A newer version of this documentation is available.

RBAC User Management

Couchbase RBAC allows defined users to be assigned roles, which permit access to resources.

Specifying Names

Both role-names and user-names are case sensitive.

Authentication Domains

Couchbase Server assigns users to different authentication domains, based on whether their definition is local (that is, on Couchbase Server itself) or external (that is, by means of LDAP or PAM).

For information, see Authentication.

Creating Users

Users can be created in the following ways:

With the Couchbase Web Console: See Creating and Managing Users with the UI.
By means of the Couchbase CLI command user-manage.

For restrictions on username-design, see Couchbase Passwords.

Resetting a User Password

A user’s password can be set in the following ways:

With the Couchbase Web Console. See Creating and Managing Users with the UI.
By means of the Couchbase CLI command user-manage.

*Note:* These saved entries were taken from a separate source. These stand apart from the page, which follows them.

use anyhow::{Context, Result};
use logger::EventLogger;
use match_scraper::{HltvScraper, ScrapeResult, VlrFeed, VlrScraper};

use crate::cache::TtlCache;
use crate::config::ServerConfig;

pub struct AppState {
    pub hltv: HltvScraper,
    pub vlr: VlrScraper,
    pub hltv_cache: TtlCache<ScrapeResult>,
    pub vlr_cache: TtlCache<VlrFeed>,
    pub events: EventLogger,
}

impl AppState {
    pub fn new(config: &ServerConfig) -> Result<Self> {
        Ok(Self {
            hltv: HltvScraper::new(config.scraper.clone()),
            vlr: VlrScraper::new(config.scraper.clone()).context("Failed to build VLR client")?,
            hltv_cache: TtlCache::new(config.cache_ttl),
            vlr_cache: TtlCache::new(config.cache_ttl),
            events: EventLogger::new(config.log_dir.clone()),
        })
    }
}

Note that a default Couchbase password policy is provided: this can be modified by the Full Administrator. See the Couchbase CLI command setting-password-policy.

For best practices for password-definition, see Couchbase Passwords.

Viewing Users

Currently defined users can be viewed in the following ways:

With the Couchbase Web Console. See Creating and Managing Users with the UI.

Granting and Revoking Roles

Roles can be granted and revoked as follows:

Granted: With the N1QL GRANT ROLE statement. See GRANT.
Revoked: With the N1QL REVOKE ROLE statement. See REVOKE.